We blend business data with geographic data to reveal the relationship of location to people, transactions, facilities and assets. We know that real issues which our clients encounter are multidimensional in nature and in many cases present high levels of uncertainty. To deal with those customer requests, we bring together comprehensive datasets based on public, commercial and government data, then engage multi-criteria analysis to distinguish the importance of different data inputs, and dynamically work through "what if" scenarios.
One-off research projects based on geo-spatial data and relevant methods.
Improved location-based decisions by combining various geographic and business data.
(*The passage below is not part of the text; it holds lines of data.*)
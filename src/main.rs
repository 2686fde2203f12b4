use std::path::PathBuf;
use std::process::ExitCode;
use std::sync::Arc;

use anyhow::{Context, Result};
use clap::{Parser, Subcommand};
use plume_core::ChatParams;
use plume_llm::{AnthropicConfig, AnthropicProvider, RelayService};
use plume_settings::PlumeSettings;
use plume_spellcheck::{GateOptions, RemoteConfig, RemoteGrammarClient, SpellCheckGate};
use plume_telemetry::{init_telemetry, TelemetryConfig};
use tokio_util::sync::CancellationToken;

mod repl;

#[derive(Parser)]
#[command(name = "plume")]
#[command(about = "Chat playground with a mandatory French spell-check", long_about = None)]
struct Cli {
    /// Settings file (default: ~/.plume/settings.json)
    #[arg(long, global = true)]
    config: Option<PathBuf>,

    #[command(subcommand)]
    cmd: Commands,
}

#[derive(Subcommand)]
enum Commands {
    /// Run the HTTP relay until Ctrl-C
    Serve {
        /// Override the configured port
        #[arg(long)]
        port: Option<u16>,
    },

    /// Spell-check a text once. Exits with status 1 when sending would be blocked.
    Check {
        text: String,

        /// Skip the remote grammar service
        #[arg(long, default_value_t = false)]
        no_remote: bool,

        /// Print the evaluation as JSON
        #[arg(long, default_value_t = false)]
        json: bool,
    },

    /// Interactive chat in the terminal
    Chat {
        /// Relay server URL (default from settings)
        #[arg(long)]
        server: Option<String>,

        /// Call the provider in-process instead of going through a server
        #[arg(long, default_value_t = false)]
        local: bool,
    },
}

#[tokio::main]
async fn main() -> Result<ExitCode> {
    let _ = dotenvy::dotenv();
    let cli = Cli::parse();

    let settings = match &cli.config {
        Some(path) => plume_settings::load_settings_from_path(path),
        None => plume_settings::load_settings(),
    }
    .context("failed to load settings")?;

    match cli.cmd {
        Commands::Serve { port } => {
            let _telemetry = init_telemetry(TelemetryConfig::default());
            serve(settings, port).await?;
            Ok(ExitCode::SUCCESS)
        }
        Commands::Check {
            text,
            no_remote,
            json,
        } => {
            let _telemetry = init_telemetry(TelemetryConfig::interactive());
            check(&settings, &text, !no_remote, json).await
        }
        Commands::Chat { server, local } => {
            let _telemetry = init_telemetry(TelemetryConfig::interactive());
            repl::run(&settings, server, local).await?;
            Ok(ExitCode::SUCCESS)
        }
    }
}

/// Gate from settings. `use_remote` is further gated by `remoteEnabled`.
pub(crate) fn build_gate(settings: &PlumeSettings, use_remote: bool) -> SpellCheckGate {
    let spell = &settings.spellcheck;
    let options = GateOptions {
        auto_confirm_delay: spell.auto_confirm_delay(),
    };
    if use_remote && spell.remote_enabled {
        let remote = RemoteGrammarClient::new(RemoteConfig {
            url: spell.remote_url.clone(),
            language: spell.language.clone(),
            timeout: spell.remote_timeout(),
            max_matches: spell.max_remote_matches,
        });
        SpellCheckGate::with_remote(remote, options)
    } else {
        SpellCheckGate::local(options)
    }
}

/// Relay backed by the Anthropic provider. Also reports whether a key is set.
pub(crate) fn build_relay(settings: &PlumeSettings) -> (RelayService, bool) {
    let relay = &settings.relay;
    let provider = AnthropicProvider::new(
        AnthropicConfig {
            api_url: relay.api_url.clone(),
            model: relay.model.clone(),
            api_version: relay.api_version.clone(),
            timeout: relay.timeout(),
        },
        plume_settings::anthropic_api_key(),
    );
    let has_key = provider.has_api_key();
    let service = RelayService::new(Arc::new(provider)).with_defaults(ChatParams {
        temperature: relay.default_temperature,
        max_tokens: relay.default_max_tokens,
    });
    (service, has_key)
}

async fn serve(settings: PlumeSettings, port: Option<u16>) -> Result<()> {
    let mut config = plume_server::ServerConfig::from(&settings.server);
    if let Some(port) = port {
        config.port = port;
    }

    let (relay, has_key) = build_relay(&settings);
    let state = plume_server::AppState::new(relay, build_gate(&settings, true))
        .with_api_key_configured(has_key);

    let handle = plume_server::start(config, state, CancellationToken::new())
        .await
        .context("failed to start server")?;

    tokio::signal::ctrl_c()
        .await
        .context("failed to listen for ctrl+c")?;

    tracing::info!("shutting down");
    handle.shutdown().await;
    Ok(())
}

async fn check(settings: &PlumeSettings, text: &str, use_remote: bool, json: bool) -> Result<ExitCode> {
    let gate = build_gate(settings, use_remote);
    let result = gate.evaluate(text).await?;

    if json {
        let out = serde_json::json!({
            "findings": result.findings,
            "checkedAt": result.checked_at,
            "decision": result.decision(),
        });
        println!("{}", serde_json::to_string_pretty(&out)?);
    } else if result.is_clear() {
        println!("✓ Aucun problème détecté");
    } else {
        repl::print_findings(&result.findings);
    }

    Ok(if result.is_clear() {
        ExitCode::SUCCESS
    } else {
        ExitCode::from(1)
    })
}
use std::sync::Arc;

use axum::routing::{get, post};
use axum::Router;
use plume_llm::RelayService;
use plume_spellcheck::SpellCheckGate;
use tokio_util::sync::CancellationToken;
use tower_http::cors::CorsLayer;
use tower_http::timeout::TimeoutLayer;
use tower_http::trace::TraceLayer;

use crate::config::ServerConfig;
use crate::handlers;

/// Shared application state passed to Axum handlers.
#[derive(Clone, Debug)]
pub struct AppState {
    pub relay: Arc<RelayService>,
    pub gate: Arc<SpellCheckGate>,
    pub api_key_configured: bool,
}

impl AppState {
    pub fn new(relay: RelayService, gate: SpellCheckGate) -> Self {
        Self {
            relay: Arc::new(relay),
            gate: Arc::new(gate),
            api_key_configured: true,
        }
    }

    pub fn with_api_key_configured(mut self, configured: bool) -> Self {
        self.api_key_configured = configured;
        self
    }
}

/// Build the Axum router with all routes.
pub fn build_router(state: AppState, config: &ServerConfig) -> Router {
    Router::new()
        .route("/api/health", get(handlers::health))
        .route("/api/chat", post(handlers::chat))
        .route("/api/limits", get(handlers::limits))
        .route("/api/spellcheck", post(handlers::spellcheck))
        .with_state(state)
        .layer(TimeoutLayer::new(config.request_timeout()))
        .layer(TraceLayer::new_for_http())
        .layer(CorsLayer::permissive())
}

/// Bind and serve until `shutdown` is cancelled.
pub async fn start(
    config: ServerConfig,
    state: AppState,
    shutdown: CancellationToken,
) -> Result<ServerHandle, std::io::Error> {
    let api_key_configured = state.api_key_configured;
    let router = build_router(state, &config);
    let listener = tokio::net::TcpListener::bind(config.bind_addr()).await?;
    let local_addr = listener.local_addr()?;

    tracing::info!(
        host = %config.host,
        port = local_addr.port(),
        api_key_configured,
        "plume server started"
    );
    if !api_key_configured {
        tracing::warn!("ANTHROPIC_API_KEY is not set, chat requests will fail with 401");
    }

    let token = shutdown.clone();
    let server = tokio::spawn(async move {
        let result = axum::serve(listener, router)
            .with_graceful_shutdown(async move { token.cancelled().await })
            .await;
        if let Err(e) = result {
            tracing::error!(error = %e, "server stopped with error");
        }
        tracing::info!("plume server stopped");
    });

    Ok(ServerHandle {
        port: local_addr.port(),
        shutdown,
        server,
    })
}

/// Handle returned by `start()`.
pub struct ServerHandle {
    pub port: u16,
    shutdown: CancellationToken,
    server: tokio::task::JoinHandle<()>,
}

impl ServerHandle {
    /// Request a graceful shutdown and wait for in-flight requests.
    pub async fn shutdown(self) {
        self.shutdown.cancel();
        let _ = self.server.await;
    }

    /// Wait until the server stops on its own token.
    pub async fn wait(self) {
        let _ = self.server.await;
    }
}

#[cfg(test)]
mod tests {
    use plume_llm::MockProvider;
    use plume_spellcheck::GateOptions;

    use super::*;

    fn state() -> AppState {
        AppState::new(
            RelayService::new(Arc::new(MockProvider::default())),
            SpellCheckGate::local(GateOptions::default()),
        )
    }

    #[tokio::test]
    async fn binds_ephemeral_port_and_shuts_down() {
        let config = ServerConfig {
            port: 0,
            ..Default::default()
        };
        let handle = start(config, state(), CancellationToken::new()).await.unwrap();
        assert_ne!(handle.port, 0);
        handle.shutdown().await;
    }

    #[tokio::test]
    async fn external_token_stops_server() {
        let token = CancellationToken::new();
        let config = ServerConfig {
            port: 0,
            ..Default::default()
        };
        let handle = start(config, state(), token.clone()).await.unwrap();
        token.cancel();
        tokio::time::timeout(std::time::Duration::from_secs(5), handle.wait())
            .await
            .unwrap();
    }

    #[test]
    fn api_key_flag() {
        assert!(state().api_key_configured);
        assert!(!state().with_api_key_configured(false).api_key_configured);
    }
}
Aggregating the required data from various sources and filling the gaps.
Visualisation and sharing of geographical data using the latest GIS and BI tools.
We work with a large number of data sources to perform multidisciplinary location searches at local, state and national levels. Data categories that we utilise include biophysical, socioeconomic, infrastructural, and administrative information. Extensive use of spatial data allows us to answer questions specific to site cadastral boundaries or define business-specific regions. Additionally we can analyse temporal dimensions of user requirements and bring together historic, current and strategic data layers to analyse trends and increase certainty in decision making processes.
We help organisations to turn location data into business outcomes through enrichment of data, visualisation and iterative analysis. Below is an outline of steps we undertake to complete a typical location analytics project:
Identifying the requirements and opportunities.
Getting the data from multiple sources.
Filling in the gaps and enriching the raw data.
Preparing the data model for analysis.
Performing the multi-criteria analysis.
Providing the results as reports or dashboards.
We created the example below to demonstrate our approach to Location Analytics.
A fictional business case features an online bike shop looking to improve their sales in Melbourne.
First, we made a research to identify the target demographics.
The analisys showed that people with a Graduate Diploma, Bachelor Degree or Postgradute Degree, aged between 20 and 59 years,
and living within 10 km from their work place, are most likely to ride a bike.
Then we identified Melbourne suburbs with substantial population (over 2,000) matching the above criteria.
Finally, we matched this information with the last year's sales of the fictional company.
This clearly demonstrated which suburbs are performing well and where the sales could be improved.
On the map below, larger bubbles represent the suburbs with more potential cyclists.
The colour reflects the sales performance, with the red colour showing the lowest sales per capita and the green being the highest.
It is easy to spot the quick wins like Northcote, Hawthorn and St Kilda, which have no sales and a relatively large target audience.
This information could be directly actioned by the sales and marketing department.
Please feel free to investigate the map further by zooming in/out and hovering over individual bubbles to view their details.
We created the example below to demonstrate our approach to Location Analytics.
A fictional business case features an online bike shop looking to improve their sales in Melbourne.
First, we made a research to identify the target demographics.
The analisys showed that people with a Graduate Diploma, Bachelor Degree or Postgradute Degree, aged between 20 and 59 years,
and living within 10 km from their work place, are most likely to ride a bike.
Then we identified Melbourne suburbs with substantial population (over 2,000) matching the above criteria.
Finally, we matched this information with the last year's sales of the fictional company.
This clearly demonstrated which suburbs are performing well and where the sales could be improved.
On the map below, larger bubbles represent the suburbs with more potential cyclists.
The colour reflects the sales performance, with the red colour showing the lowest sales per capita and the green being the highest.
It is easy to spot the quick wins like Northcote, Hawthorn and St Kilda, which have no sales and a relatively large target audience.
This information could be directly actioned by the sales and marketing department.
Please feel free to investigate the map further by zooming in/out and hovering over individual bubbles to view their details.
Here are a few real-world scenarios of how location analytics could help a business achieve their goals or gain competitive advantage.
Sunshine Coast, QLD
We were contracted to help finding a freehold land parcel located in Sunshine Coast Hinterland. Using the criteria provided by the customer (size, soils and hydrology, proximity to transport corridors), we made a selection of 20 lots (chosen from over 1 million), thus helping the client make the final decision.
Brisbane, QLD
A company contracted us to help identifying QLD suburbs that have the highest potential for expanding their business. Using the data available both internally and externally, we designed the criteria and analysed the business growth potential based on the existing and potential customers in each suburb.
North Coast, NSW
Our client required an analysis of potential markets for expanding their partner network. We collated information from multiple data sources, including the current sales by area and potential customers (based on industry workforce stats). This helped the client decide which areas require attention.
Sydney, NSW
An international investor required a property within 10-20 min drive from multiple suburbs with a specific ethnic profile. We used a number of criteria (such as available infrastructure, steepness, size and shape) to short list 25 properties (from over 1.5 million available parcels) for further consideration by the client.